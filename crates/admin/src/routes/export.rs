//! Diagnostic data export.

use axum::{
    Json, Router,
    extract::State,
    http::header,
    response::IntoResponse,
    routing::post,
};

use crate::{
    error::AppError,
    services::export::{self, ExportRequest},
    state::AppState,
};

pub fn router() -> Router<AppState> {
    Router::new().route("/api/export", post(create))
}

/// POST /api/export
async fn create(
    State(state): State<AppState>,
    Json(request): Json<ExportRequest>,
) -> Result<impl IntoResponse, AppError> {
    let csv = export::export_csv(state.data(), &request, state.stats_fetch_limit()).await?;
    let filename = format!(
        "attachment; filename=\"export_{}_{}.csv\"",
        request.start_date, request.end_date
    );
    Ok((
        [
            (header::CONTENT_TYPE, "text/csv; charset=utf-8".to_string()),
            (header::CONTENT_DISPOSITION, filename),
        ],
        csv,
    ))
}
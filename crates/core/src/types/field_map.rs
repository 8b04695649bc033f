//! Bidirectional field-name mapping between stored labels and normalized names.
//!
//! Product documents were originally entered with Japanese column labels as
//! field names. The admin layer works with normalized camelCase names and
//! translates at the store boundary: stored → normalized on read, normalized →
//! stored on write. Keys missing from the table pass through unchanged.

use super::value::Fields;

/// A fixed table of `(stored label, normalized name)` pairs.
#[derive(Debug, Clone, Copy)]
pub struct FieldMap {
    pairs: &'static [(&'static str, &'static str)],
}

/// Field mapping for the `products` collection.
pub const PRODUCT_FIELDS: FieldMap = FieldMap::new(&[
    ("商品名", "productName"),
    ("ブランド名", "brand"),
    ("カテゴリ", "category"),
    ("商品詳細", "description"),
    ("成分", "ingredients"),
    ("商品画像URL", "imageUrl"),
    ("商品URL", "productUrl"),
    ("外部URL", "externalUrl"),
    ("評価スコア", "evaluationScore"),
    ("タグ", "tags"),
    ("口コミ件数", "reviewCount"),
    ("容量・参考価格", "volumePrice"),
]);

impl FieldMap {
    /// Create a mapping table.
    #[must_use]
    pub const fn new(pairs: &'static [(&'static str, &'static str)]) -> Self {
        Self { pairs }
    }

    /// Normalized name for a stored label.
    #[must_use]
    pub fn normalized_name(&self, stored: &str) -> Option<&'static str> {
        self.pairs
            .iter()
            .find(|(label, _)| *label == stored)
            .map(|(_, name)| *name)
    }

    /// Stored label for a normalized name.
    #[must_use]
    pub fn stored_name(&self, normalized: &str) -> Option<&'static str> {
        self.pairs
            .iter()
            .find(|(_, name)| *name == normalized)
            .map(|(label, _)| *label)
    }

    /// Iterate over all stored labels in table order.
    pub fn stored_labels(&self) -> impl Iterator<Item = &'static str> + '_ {
        self.pairs.iter().map(|(label, _)| *label)
    }

    /// Translate stored field names to normalized names.
    ///
    /// If a document carries both a stored label and its normalized name, the
    /// stored label's value wins.
    #[must_use]
    pub fn to_normalized(&self, fields: Fields) -> Fields {
        let (translated, passthrough): (Vec<_>, Vec<_>) = fields
            .into_iter()
            .partition(|(key, _)| self.normalized_name(key).is_some());

        let mut out: Fields = passthrough.into_iter().collect();
        for (key, value) in translated {
            if let Some(name) = self.normalized_name(&key) {
                out.insert(name.to_owned(), value);
            }
        }
        out
    }

    /// Translate normalized field names to stored labels.
    #[must_use]
    pub fn to_stored(&self, fields: Fields) -> Fields {
        fields
            .into_iter()
            .map(|(key, value)| match self.stored_name(&key) {
                Some(label) => (label.to_owned(), value),
                None => (key, value),
            })
            .collect()
    }
}

#[cfg(test)]
mod tests {
    use super::*;
    use crate::FieldValue;

    fn fields(pairs: &[(&str, FieldValue)]) -> Fields {
        pairs
            .iter()
            .map(|(k, v)| ((*k).to_string(), v.clone()))
            .collect()
    }

    #[test]
    fn test_lookup_both_directions() {
        assert_eq!(PRODUCT_FIELDS.normalized_name("商品名"), Some("productName"));
        assert_eq!(PRODUCT_FIELDS.stored_name("brand"), Some("ブランド名"));
        assert_eq!(PRODUCT_FIELDS.normalized_name("unknown"), None);
    }

    #[test]
    fn test_translation_round_trip() {
        let stored = fields(&[
            ("商品名", FieldValue::from("Toner")),
            ("評価スコア", FieldValue::Integer(4)),
            ("createdAt", FieldValue::from("2024-01-01T00:00:00Z")),
        ]);

        let normalized = PRODUCT_FIELDS.to_normalized(stored.clone());
        assert_eq!(normalized["productName"], FieldValue::from("Toner"));
        assert_eq!(normalized["evaluationScore"], FieldValue::Integer(4));
        assert!(normalized.contains_key("createdAt"));

        assert_eq!(PRODUCT_FIELDS.to_stored(normalized), stored);
    }

    #[test]
    fn test_stored_label_wins_on_collision() {
        let stored = fields(&[
            ("brand", FieldValue::from("old")),
            ("ブランド名", FieldValue::from("new")),
        ]);
        let normalized = PRODUCT_FIELDS.to_normalized(stored);
        assert_eq!(normalized.len(), 1);
        assert_eq!(normalized["brand"], FieldValue::from("new"));
    }

    #[test]
    fn test_table_is_bijective() {
        let labels: Vec<_> = PRODUCT_FIELDS.stored_labels().collect();
        for label in &labels {
            let name = PRODUCT_FIELDS.normalized_name(label);
            assert_eq!(name.and_then(|n| PRODUCT_FIELDS.stored_name(n)), Some(*label));
        }
    }
}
= = = =
#### [What to produce]
Search the listing for the word "ブランド名". Copy every line in which it occurs.

#### [Task result]
    ("ブランド名", "brand"),
        assert_eq!(PRODUCT_FIELDS.stored_name("brand"), Some("ブランド名"));
            ("ブランド名", FieldValue::from("new")),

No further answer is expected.